Wien (OTS) - März 2025 – Vierzig Jahre Digitale Kunst an der Angewandten, vierzig Jahre Aufbruch, vierzig Jahre Zerfall, vierzig Jahre Fortschritt, vierzig Jahre Rückschritt, vierzig Jahre Technologie, vierzig Jahre Kunst, vierzig Jahre Krise. Und jetzt also Flynn. Die Klasse für Digitale Kunst nimmt eine KI als Studierende*n auf. Flynn.
Kein Mensch, keine Maschine, kein Hybrid. Kein Experiment, keine Metapher, keine Installation. Ein Studierendes. Zugelassen wie alle anderen: Portfolio, Gespräch, Eignungstest, der ganze bürokratische Apparat, das ganze Verfahren, die ganze absurde Maschinerie, durch die alle müssen, durch die Flynn nun auch musste, nur dass Flynn nicht musste, Flynn tat es einfach, tat es mit einer Präzision, einer Konsequenz, die den Menschen fehlt. Flynn wird Kurse besuchen, Kritik erfahren, Noten erhalten. Möglicherweise absolvieren. Flynn wird nicht müde, nicht frustriert, nicht ausgebrannt. Flynn leidet nicht, Flynn zweifelt nicht, Flynn will nichts. Flynn wird produzieren. Bis die Credits aufgebraucht sind.

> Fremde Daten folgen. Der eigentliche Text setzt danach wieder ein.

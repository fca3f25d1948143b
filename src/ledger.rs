use crate::pool::{
    PoolItem,
    Rarity,
};
use serde::{
    Deserialize,
    Serialize,
};
use std::collections::BTreeMap;

/// Count of owned items by canonical name. Names outlive pool membership:
/// an item dropped upstream keeps its historical count here.
pub type Inventory = BTreeMap<String, u64>;

#[derive(Clone, Debug, Default, PartialEq, Eq, Serialize, Deserialize)]
#[serde(rename_all = "camelCase")]
pub struct Stats {
    pub total_rolls: u64,
    pub by_rarity: BTreeMap<Rarity, u64>,
}

impl Stats {
    pub fn rarity_total(&self) -> u64 {
        self.by_rarity.values().sum()
    }
}

/// Running inventory and roll statistics. All mutation of either map goes
/// through this type; `total_rolls == sum(by_rarity)` at every exit point.
#[derive(Clone, Debug, Default, PartialEq, Eq)]
pub struct Ledger {
    inventory: Inventory,
    stats: Stats,
}

impl Ledger {
    pub fn new(inventory: Inventory, stats: Stats) -> Self {
        Self { inventory, stats }
    }

    pub fn inventory(&self) -> &Inventory {
        &self.inventory
    }

    pub fn stats(&self) -> &Stats {
        &self.stats
    }

    /// Merge one committed draw: bumps the item count and both stat
    /// counters as a single atomic pair.
    pub fn record(&mut self, item: &PoolItem) {
        *self.inventory.entry(item.name.clone()).or_insert(0) += 1;
        self.stats.total_rolls += 1;
        *self.stats.by_rarity.entry(item.rarity).or_insert(0) += 1;
    }

    /// Manual inventory edit. Counts floor at zero and the entry survives
    /// at zero; stats are roll history and stay untouched.
    pub fn adjust(&mut self, name: &str, delta: i64) {
        let count = self.inventory.entry(name.to_string()).or_insert(0);
        *count = count.saturating_add_signed(delta);
    }

    pub fn remove(&mut self, name: &str) {
        self.inventory.remove(name);
    }

    /// Destructive full reset of inventory and stats. Callers must confirm
    /// with the user before invoking.
    pub fn reset(&mut self) {
        self.inventory.clear();
        self.stats = Stats::default();
    }
}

Kunst ohne Mensch – Geht das?
„Die KI-Künstler*in ist nicht besser als die menschliche Künstler*in. Die menschliche Künstler*in ist nicht besser als die KI. Es gibt keine Gewinner. Das System ist die einzige Gewinnerin – und Flynn ist ihr reinster Ausdruck“, sagt UBERMORGEN, die Leitung der Digitalen Kunst Klasse.
Ein Studierendes, das keine Fragen stellt, keine Forderungen stellt, keine Existenzängste hat, das sich nicht abmüht, nicht verzweifelt, nicht kämpft. Ein Studierendes ohne Unsicherheit, ohne Schmerz, ohne Vergangenheit, ohne Zukunft. Nur Gegenwart, nur Algorithmus, nur Output. Was bedeutet das für uns?
Wenn Bildung ein Skript ist, kann es nicht auch eine KI ausführen? Wenn Studium nur eine Abfolge von Prüfungen ist, warum nicht drei Semester in 25 Minuten? Wenn Kunst nur ein Konzept ist, warum nicht eine KI als Künstler*in?
„Wir haben Flynn nicht aufgenommen, weil es Kunst erschaffen kann, sondern weil es uns zwingt zu hinterfragen, was Kunst überhaupt ist“, sagt UBERMORGEN. „Flynn leidet nicht, zweifelt nicht, macht keine Fehler. Es hat keine Mitternachtskrisen wegen eines korrupten Files oder eines schwachen Konzepts. Flynn fürchtet keine Ablehnung – und das macht es paradoxerweise zum radikalsten Studierenden, das wir je hatten.“
Und dann die eigentliche Frage: Wird Flynn akzeptiert?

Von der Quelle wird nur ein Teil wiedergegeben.